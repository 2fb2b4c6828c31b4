//! App Context

use std::sync::Arc;

use thiserror::Error;
use tracing::info;

use crate::{
    auth::{AuthService, JwtAuthService, JwtSettings},
    database::{self, Db},
    domain::{
        carts::{CartsService, MongoCartsService},
        orders::{MongoOrdersService, OrdersService},
    },
};

#[derive(Debug, Error)]
pub enum AppInitError {
    #[error("failed to initialise database")]
    Database(#[source] mongodb::error::Error),
}

/// Wired services plus the store handle they share.
#[derive(Clone)]
pub struct AppContext {
    pub carts: Arc<dyn CartsService>,
    pub orders: Arc<dyn OrdersService>,
    pub auth: Arc<dyn AuthService>,
    db: Option<Db>,
}

impl AppContext {
    /// Connect to `MongoDB`, ensure indexes and wire the services.
    ///
    /// # Errors
    ///
    /// Returns an error when the store is unreachable or index creation fails.
    pub async fn init(
        uri: &str,
        database_name: &str,
        jwt: JwtSettings,
    ) -> Result<Self, AppInitError> {
        let db = database::init(uri, database_name)
            .await
            .map_err(AppInitError::Database)?;

        Ok(Self::from_db(db, jwt))
    }

    #[must_use]
    pub fn from_db(db: Db, jwt: JwtSettings) -> Self {
        Self {
            carts: Arc::new(MongoCartsService::new(&db)),
            orders: Arc::new(MongoOrdersService::new(&db)),
            auth: Arc::new(JwtAuthService::new(jwt)),
            db: Some(db),
        }
    }

    /// Context over arbitrary service implementations, with no store to close.
    #[must_use]
    pub fn from_services(
        carts: Arc<dyn CartsService>,
        orders: Arc<dyn OrdersService>,
        auth: Arc<dyn AuthService>,
    ) -> Self {
        Self {
            carts,
            orders,
            auth,
            db: None,
        }
    }

    /// Check the store is still reachable. Contexts without a store are always healthy.
    ///
    /// # Errors
    ///
    /// Returns the driver error when the ping fails.
    pub async fn ping(&self) -> Result<(), mongodb::error::Error> {
        match &self.db {
            Some(db) => db.ping().await,
            None => Ok(()),
        }
    }

    /// Release the store connection pool.
    pub async fn close(self) {
        if let Some(db) = self.db {
            db.close().await;
        }

        info!("application context closed");
    }
}
//! State

use std::sync::Arc;

use shopfront_app::context::AppContext;

#[derive(Clone)]
pub(crate) struct State {
    pub(crate) app: AppContext,
}

impl State {
    #[must_use]
    pub(crate) fn new(app: AppContext) -> Self {
        Self { app }
    }

    #[must_use]
    pub(crate) fn from_app_context(app: AppContext) -> Arc<Self> {
        Arc::new(Self::new(app))
    }
}
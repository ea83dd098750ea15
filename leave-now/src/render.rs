//! Display refresh loop.
//!
//! Runs independently of the poll loop, checking every few tens of
//! milliseconds whether the clock minute or the published arrivals have
//! changed, and redrawing all four lines when either has. The shared state
//! has no change notification, so this is a polling interval: it bounds
//! redraw latency without needing an event system for four lines of text.

use std::sync::Arc;
use std::time::Duration;

use chrono::{DateTime, Local, TimeZone};
use tracing::{info, warn};

use crate::display::{DisplayDevice, DisplayError, Line};
use crate::state::{DisplayState, SharedDisplayState};

/// Sleep between change checks when nothing needs redrawing.
pub const RENDER_IDLE: Duration = Duration::from_millis(20);

/// Clock format for line 1, e.g. `Mar 07 08:05`.
const CLOCK_FORMAT: &str = "%b %d %H:%M";

/// Format `now` at minute resolution for the clock line.
pub fn format_clock<Tz: TimeZone>(now: &DateTime<Tz>) -> String
where
    Tz::Offset: std::fmt::Display,
{
    now.format(CLOCK_FORMAT).to_string()
}

/// Everything on screen for one render pass.
#[derive(Debug, Clone, PartialEq, Eq)]
pub struct RenderFrame {
    pub clock: String,
    pub updated: String,
    pub north: String,
    pub south: String,
}

impl RenderFrame {
    /// The four display lines, top to bottom.
    pub fn lines(&self) -> [String; 4] {
        [
            self.clock.clone(),
            format!("Update: {}", self.updated),
            self.north.clone(),
            self.south.clone(),
        ]
    }
}

/// Redraws a display when its content changes.
pub struct Renderer<D> {
    device: D,
    last_clock: Option<String>,
    last_state: Option<Arc<DisplayState>>,
    updated: String,
}

impl<D: DisplayDevice> Renderer<D> {
    pub fn new(device: D) -> Self {
        Self {
            device,
            last_clock: None,
            last_state: None,
            updated: String::new(),
        }
    }

    /// Clock text of the last change to the arrival state.
    pub fn updated(&self) -> &str {
        &self.updated
    }

    /// Redraw if `clock` or `state` differ from what was last drawn.
    ///
    /// Returns whether a redraw was attempted. The new content is recorded
    /// even if the device fails, so a broken device is retried on the next
    /// change rather than on every pass.
    pub fn render_if_changed(&mut self, clock: &str, state: &Arc<DisplayState>) -> bool {
        let clock_changed = self.last_clock.as_deref() != Some(clock);
        let state_changed = self.last_state.as_deref() != Some(&**state);

        if !clock_changed && !state_changed {
            return false;
        }

        if state_changed {
            self.updated = clock.to_string();
            self.last_state = Some(Arc::clone(state));
        }
        self.last_clock = Some(clock.to_string());

        let frame = RenderFrame {
            clock: clock.to_string(),
            updated: self.updated.clone(),
            north: state.north.clone(),
            south: state.south.clone(),
        };

        if let Err(e) = self.draw(&frame) {
            warn!("display write failed: {e}");
        }

        true
    }

    fn draw(&mut self, frame: &RenderFrame) -> Result<(), DisplayError> {
        self.device.clear()?;
        for (text, line) in frame.lines().iter().zip(Line::ALL) {
            self.device.write_line(text, line)?;
        }
        Ok(())
    }
}

/// Render forever, reading from `shared`.
///
/// Device writes are synchronous and run on the runtime worker that polls
/// this task. A frame is four short lines, so this is fine for a terminal
/// or an I2C LCD; it does rely on the multi-thread runtime so a slow write
/// never holds up the poll loop. A device that can block for long should
/// get its own thread behind a channel instead.
pub async fn run_render_loop<D: DisplayDevice>(renderer: Renderer<D>, shared: SharedDisplayState) {
    render_with_clock(renderer, shared, || format_clock(&Local::now())).await
}

async fn render_with_clock<D, C>(mut renderer: Renderer<D>, shared: SharedDisplayState, clock: C)
where
    D: DisplayDevice,
    C: Fn() -> String,
{
    info!(idle_ms = RENDER_IDLE.as_millis() as u64, "render loop starting");

    loop {
        let clock = clock();
        let state = shared.snapshot().await;

        if !renderer.render_if_changed(&clock, &state) {
            tokio::time::sleep(RENDER_IDLE).await;
        }
    }
}
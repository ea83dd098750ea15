//! Character display abstraction.
//!
//! The board is a four line text surface. Devices only need to clear the
//! screen and write a string to a given line; there is no cursor control
//! and no partial-line update.

mod console;

pub use console::{ConsoleDisplay, DEFAULT_COLUMNS};

/// Number of lines on the display.
pub const LINES: u8 = 4;

/// Errors from a display device.
#[derive(Debug, thiserror::Error)]
pub enum DisplayError {
    /// Writing to the device failed
    #[error("display I/O error: {0}")]
    Io(#[from] std::io::Error),
}

/// A display line number (1-based). Only the four named lines exist.
#[derive(Debug, Clone, Copy, PartialEq, Eq, PartialOrd, Ord)]
pub struct Line(u8);

impl Line {
    pub const CLOCK: Line = Line(1);
    pub const UPDATED: Line = Line(2);
    pub const NORTH: Line = Line(3);
    pub const SOUTH: Line = Line(4);

    /// All lines, top to bottom.
    pub const ALL: [Line; 4] = [Line::CLOCK, Line::UPDATED, Line::NORTH, Line::SOUTH];

    /// Returns the 1-based line number.
    pub fn number(&self) -> u8 {
        self.0
    }
}

/// A four line character display.
///
/// Implementors provide hardware-specific output for displays like an
/// HD44780 LCD, a terminal, or a recording device for tests.
pub trait DisplayDevice {
    /// Clears the whole display.
    fn clear(&mut self) -> Result<(), DisplayError>;

    /// Writes `text` on `line`, replacing whatever was there.
    fn write_line(&mut self, text: &str, line: Line) -> Result<(), DisplayError>;
}

impl<D: DisplayDevice + ?Sized> DisplayDevice for Box<D> {
    fn clear(&mut self) -> Result<(), DisplayError> {
        (**self).clear()
    }

    fn write_line(&mut self, text: &str, line: Line) -> Result<(), DisplayError> {
        (**self).write_line(text, line)
    }
}
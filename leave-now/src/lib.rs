//! Leave Now: a subway arrival board for one station.
//!
//! Polls a GTFS-realtime feed, ranks the next trains in each direction
//! that can still be caught on foot, and keeps a four line character
//! display up to date. Polling and rendering run as two independent loops
//! that share only the latest [`state::DisplayState`].

pub mod arrivals;
pub mod config;
pub mod display;
pub mod domain;
pub mod feed;
pub mod poll;
pub mod render;
pub mod state;
//! One-line arrival summaries for the display.

use crate::domain::Direction;

use super::RankedArrivals;

/// Summarise the ranked arrivals for one direction.
///
/// - no arrivals: `No North train data.`
/// - one arrival: `Nor (D) in 5'`
/// - two or more: `Nor (D):3', (F):7'` (only the first two are shown)
pub fn summary(direction: Direction, arrivals: &RankedArrivals) -> String {
    match arrivals.as_slice() {
        [] => format!("No {} train data.", direction.name()),
        [only] => format!("{} ({}) in {}'", direction.label(), only.route_id, only.minutes),
        [first, second, ..] => format!(
            "{} ({}):{}', ({}):{}'",
            direction.label(),
            first.route_id,
            first.minutes,
            second.route_id,
            second.minutes
        ),
    }
}
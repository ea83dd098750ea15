//! Domain types for the arrival board.
//!
//! These are the validated, feed-independent shapes the rest of the crate
//! works with. Anything produced by the feed layer has already been
//! converted into these types, so ranking and display code never sees raw
//! protobuf messages.

mod direction;
mod stop;
mod trip;

pub use direction::Direction;
pub use stop::{InvalidStopId, StopId};
pub use trip::{StopEstimate, Trip, TripSet};
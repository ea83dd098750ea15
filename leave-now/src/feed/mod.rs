//! Transit feed access.
//!
//! This module provides the sources the poll loop pulls trip snapshots
//! from: a GTFS-realtime HTTP client for the live feed and a fixture
//! replayer for development.
//!
//! Key characteristics of the feed:
//! - Every refresh returns a complete, independent snapshot; nothing is
//!   patched in place, so the previous snapshot is simply dropped
//! - Arrival estimates are absolute POSIX timestamps
//! - The provider regenerates the feed roughly every 30 seconds, so
//!   polling faster than that only wastes bandwidth

mod client;
mod convert;
mod error;
mod fixture;

use std::future::Future;

use crate::domain::TripSet;

pub use client::{DEFAULT_FEED_URL, FeedClient, FeedConfig};
pub use convert::{convert_feed, decode_feed, feed_timestamp};
pub use error::FeedError;
pub use fixture::FixtureFeed;

/// A source of trip snapshots.
///
/// Implementations return trips already filtered to the ones that are
/// underway and headed for the stops being watched.
pub trait TripSource {
    /// Fetch the first snapshot.
    fn fetch_initial(&self) -> impl Future<Output = Result<TripSet, FeedError>> + Send;

    /// Fetch a fresh snapshot to replace `existing`.
    ///
    /// `existing` is never modified; the caller drops it once the new
    /// snapshot arrives.
    fn refresh(
        &self,
        existing: &TripSet,
    ) -> impl Future<Output = Result<TripSet, FeedError>> + Send;
}
use std::io;
use std::process::ExitCode;

use tokio::task::JoinHandle;
use tracing::{error, info};
use tracing_subscriber::EnvFilter;

use leave_now::config::Config;
use leave_now::display::ConsoleDisplay;
use leave_now::feed::{FeedClient, FixtureFeed, TripSource};
use leave_now::poll::PollLoop;
use leave_now::render::{Renderer, run_render_loop};
use leave_now::state::SharedDisplayState;

#[tokio::main]
async fn main() -> ExitCode {
    tracing_subscriber::fmt()
        .with_env_filter(
            EnvFilter::try_from_default_env().unwrap_or_else(|_| EnvFilter::new("info")),
        )
        .with_writer(io::stderr)
        .init();

    let config = match Config::from_env() {
        Ok(config) => config,
        Err(e) => {
            eprintln!("Configuration error: {e}");
            return ExitCode::FAILURE;
        }
    };

    let shared = SharedDisplayState::default();

    // Render loop first, so the loading text is up while the first fetch runs
    let renderer = Renderer::new(ConsoleDisplay::new(io::stdout(), config.display_columns));
    let render = tokio::spawn(run_render_loop(renderer, shared.clone()));

    let poll = match (&config.fixture_dir, config.feed_config()) {
        (Some(dir), _) => match FixtureFeed::new(dir, config.target_stops()) {
            Ok(source) => {
                info!(dir = %dir.display(), snapshots = source.snapshot_count(), "replaying fixture feed");
                spawn_poll(source, &shared, &config)
            }
            Err(e) => {
                error!("Failed to load fixtures: {e}");
                render.abort();
                return ExitCode::FAILURE;
            }
        },
        (None, Some(feed_config)) => match FeedClient::new(feed_config) {
            Ok(source) => {
                info!(url = %config.feed_url, "polling live feed");
                spawn_poll(source, &shared, &config)
            }
            Err(e) => {
                error!("Failed to create feed client: {e}");
                render.abort();
                return ExitCode::FAILURE;
            }
        },
        (None, None) => {
            // Config::from_env guarantees one of the two
            error!("No feed source configured");
            render.abort();
            return ExitCode::FAILURE;
        }
    };

    supervise(poll, render).await
}

fn spawn_poll<S>(source: S, shared: &SharedDisplayState, config: &Config) -> JoinHandle<()>
where
    S: TripSource + Send + Sync + 'static,
{
    let poller = PollLoop::new(source, shared.clone(), config.poll_config());
    tokio::spawn(poller.run())
}

/// Wait for Ctrl-C, keeping the display alive if the poll loop dies.
async fn supervise(mut poll: JoinHandle<()>, mut render: JoinHandle<()>) -> ExitCode {
    let mut poll_alive = true;

    let code = loop {
        tokio::select! {
            result = tokio::signal::ctrl_c() => {
                if let Err(e) = result {
                    error!("Failed to listen for Ctrl-C: {e}");
                }
                info!("shutting down");
                break ExitCode::SUCCESS;
            }
            result = &mut poll, if poll_alive => {
                // The render loop keeps showing the last published arrivals
                poll_alive = false;
                error!(?result, "poll loop stopped");
            }
            result = &mut render => {
                error!(?result, "render loop stopped");
                break ExitCode::FAILURE;
            }
        }
    };

    poll.abort();
    render.abort();

    code
}
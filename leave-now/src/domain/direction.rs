//! Travel direction at the monitored station.

use std::fmt;

/// One of the two platforms we watch.
#[derive(Debug, Clone, Copy, PartialEq, Eq, Hash)]
pub enum Direction {
    North,
    South,
}

impl Direction {
    /// Both directions, in display order.
    pub const ALL: [Direction; 2] = [Direction::North, Direction::South];

    /// Short label that fits alongside two arrivals on a 20 column line.
    pub fn label(&self) -> &'static str {
        match self {
            Direction::North => "Nor",
            Direction::South => "Sou",
        }
    }

    /// Full name, used when there is nothing else to show.
    pub fn name(&self) -> &'static str {
        match self {
            Direction::North => "North",
            Direction::South => "South",
        }
    }
}

impl fmt::Display for Direction {
    fn fmt(&self, f: &mut fmt::Formatter<'_>) -> fmt::Result {
        f.write_str(self.name())
    }
}
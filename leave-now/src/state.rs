//! Display state shared between the poll and render loops.

use std::sync::Arc;

use tokio::sync::RwLock;

/// Text shown while the first snapshot is being fetched.
pub const LOADING_TEXT: &str = "Getting train data...";

/// The summary lines for both directions, from a single poll cycle.
///
/// Immutable once built: updates replace the whole value.
#[derive(Debug, Clone, PartialEq, Eq)]
pub struct DisplayState {
    pub north: String,
    pub south: String,
}

impl DisplayState {
    pub fn new(north: impl Into<String>, south: impl Into<String>) -> Self {
        Self {
            north: north.into(),
            south: south.into(),
        }
    }

    /// State shown before any feed data has arrived.
    pub fn loading() -> Self {
        Self::new(LOADING_TEXT, "")
    }
}

/// Single-writer, single-reader handoff of the current [`DisplayState`].
///
/// The slot holds an `Arc` to an immutable pair, so publishing swaps both
/// directions at once and a reader can never see north text from one
/// cycle next to south text from another.
#[derive(Debug, Clone)]
pub struct SharedDisplayState {
    inner: Arc<RwLock<Arc<DisplayState>>>,
}

impl SharedDisplayState {
    /// Create a shared slot holding `initial`.
    pub fn new(initial: DisplayState) -> Self {
        Self {
            inner: Arc::new(RwLock::new(Arc::new(initial))),
        }
    }

    /// Replace the current state.
    pub async fn publish(&self, state: DisplayState) {
        let state = Arc::new(state);
        let mut guard = self.inner.write().await;
        *guard = state;
    }

    /// Returns the current state.
    pub async fn snapshot(&self) -> Arc<DisplayState> {
        let guard = self.inner.read().await;
        Arc::clone(&guard)
    }
}

impl Default for SharedDisplayState {
    fn default() -> Self {
        Self::new(DisplayState::loading())
    }
}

####

▸ **About this exercise**
Find the line with "mod client;" in the material above. Reproduce it and each line after it up to and including the line with "pub use fixture::FixtureFeed;".

▸ **Expected output**
mod client;
mod convert;
mod error;
mod fixture;

use std::future::Future;

use crate::domain::TripSet;

pub use client::{DEFAULT_FEED_URL, FeedClient, FeedConfig};
pub use convert::{convert_feed, decode_feed, feed_timestamp};
pub use error::FeedError;
pub use fixture::FixtureFeed;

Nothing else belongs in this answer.